Data for processing section start
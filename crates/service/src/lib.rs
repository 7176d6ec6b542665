//! Request/response service exposing the assignment table to query-routing
//! clients.
//!
//! This crate provides:
//! - The wire protocol (length-prefixed CBOR frames)
//! - The TCP server backed by `AssignmentStore` reads
//! - A client for query routers and tests
//! - The endpoint-discovery seam
#![warn(missing_docs)]
#![warn(clippy::all)]

mod client;
mod discovery;
mod error;
mod server;
mod wire;

pub use client::AssignmentClient;
pub use discovery::{EndpointRegistry, FsEndpointRegistry};
pub use error::ServiceError;
pub use server::AssignmentServer;
pub use wire::{ApiRequest, ApiResponse, AssignmentRecord};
Data for processing section end
• _Task prompt_
Show all lines in the entries above where the string "error" appears.

• _Response box_
mod error;
pub use error::ServiceError;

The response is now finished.